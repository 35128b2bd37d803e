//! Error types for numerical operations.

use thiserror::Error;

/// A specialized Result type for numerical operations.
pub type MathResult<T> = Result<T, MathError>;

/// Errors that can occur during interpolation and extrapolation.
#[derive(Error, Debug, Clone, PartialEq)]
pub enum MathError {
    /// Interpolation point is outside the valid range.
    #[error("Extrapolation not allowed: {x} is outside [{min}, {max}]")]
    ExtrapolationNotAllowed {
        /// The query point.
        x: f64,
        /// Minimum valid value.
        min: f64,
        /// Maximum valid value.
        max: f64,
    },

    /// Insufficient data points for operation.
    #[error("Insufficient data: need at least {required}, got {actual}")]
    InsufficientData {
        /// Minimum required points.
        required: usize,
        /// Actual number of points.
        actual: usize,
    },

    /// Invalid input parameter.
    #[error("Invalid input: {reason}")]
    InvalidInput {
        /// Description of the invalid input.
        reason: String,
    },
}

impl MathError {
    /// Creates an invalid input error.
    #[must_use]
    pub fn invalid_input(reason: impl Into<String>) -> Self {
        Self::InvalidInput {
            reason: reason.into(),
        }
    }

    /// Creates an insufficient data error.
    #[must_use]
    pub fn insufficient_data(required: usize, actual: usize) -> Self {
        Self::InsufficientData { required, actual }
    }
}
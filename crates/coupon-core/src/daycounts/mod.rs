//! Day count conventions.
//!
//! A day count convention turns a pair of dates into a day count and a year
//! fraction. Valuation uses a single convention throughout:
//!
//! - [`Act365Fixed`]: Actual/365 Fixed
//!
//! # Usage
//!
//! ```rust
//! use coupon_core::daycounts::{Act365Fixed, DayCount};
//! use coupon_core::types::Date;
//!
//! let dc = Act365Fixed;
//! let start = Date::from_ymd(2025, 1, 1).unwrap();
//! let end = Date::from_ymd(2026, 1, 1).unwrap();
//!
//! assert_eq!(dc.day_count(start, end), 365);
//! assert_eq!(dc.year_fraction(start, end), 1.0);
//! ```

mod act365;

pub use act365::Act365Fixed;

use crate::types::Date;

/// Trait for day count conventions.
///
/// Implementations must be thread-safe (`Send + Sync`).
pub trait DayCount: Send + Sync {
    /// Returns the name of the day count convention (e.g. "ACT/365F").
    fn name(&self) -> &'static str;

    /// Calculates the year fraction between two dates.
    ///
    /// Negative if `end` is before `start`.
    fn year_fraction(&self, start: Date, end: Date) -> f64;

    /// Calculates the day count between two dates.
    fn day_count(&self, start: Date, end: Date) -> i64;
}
- - -
§ PROBLEM DETAILS
With the line that contains "fn name(&self) -> &'static str;" as the start, output every line through the end of the entries exactly. Add no other lines.

§ SOLUTION TO THIS PROBLEM
    fn name(&self) -> &'static str;

    /// Calculates the year fraction between two dates.
    ///
    /// Negative if `end` is before `start`.
    fn year_fraction(&self, start: Date, end: Date) -> f64;

    /// Calculates the day count between two dates.
    fn day_count(&self, start: Date, end: Date) -> i64;
}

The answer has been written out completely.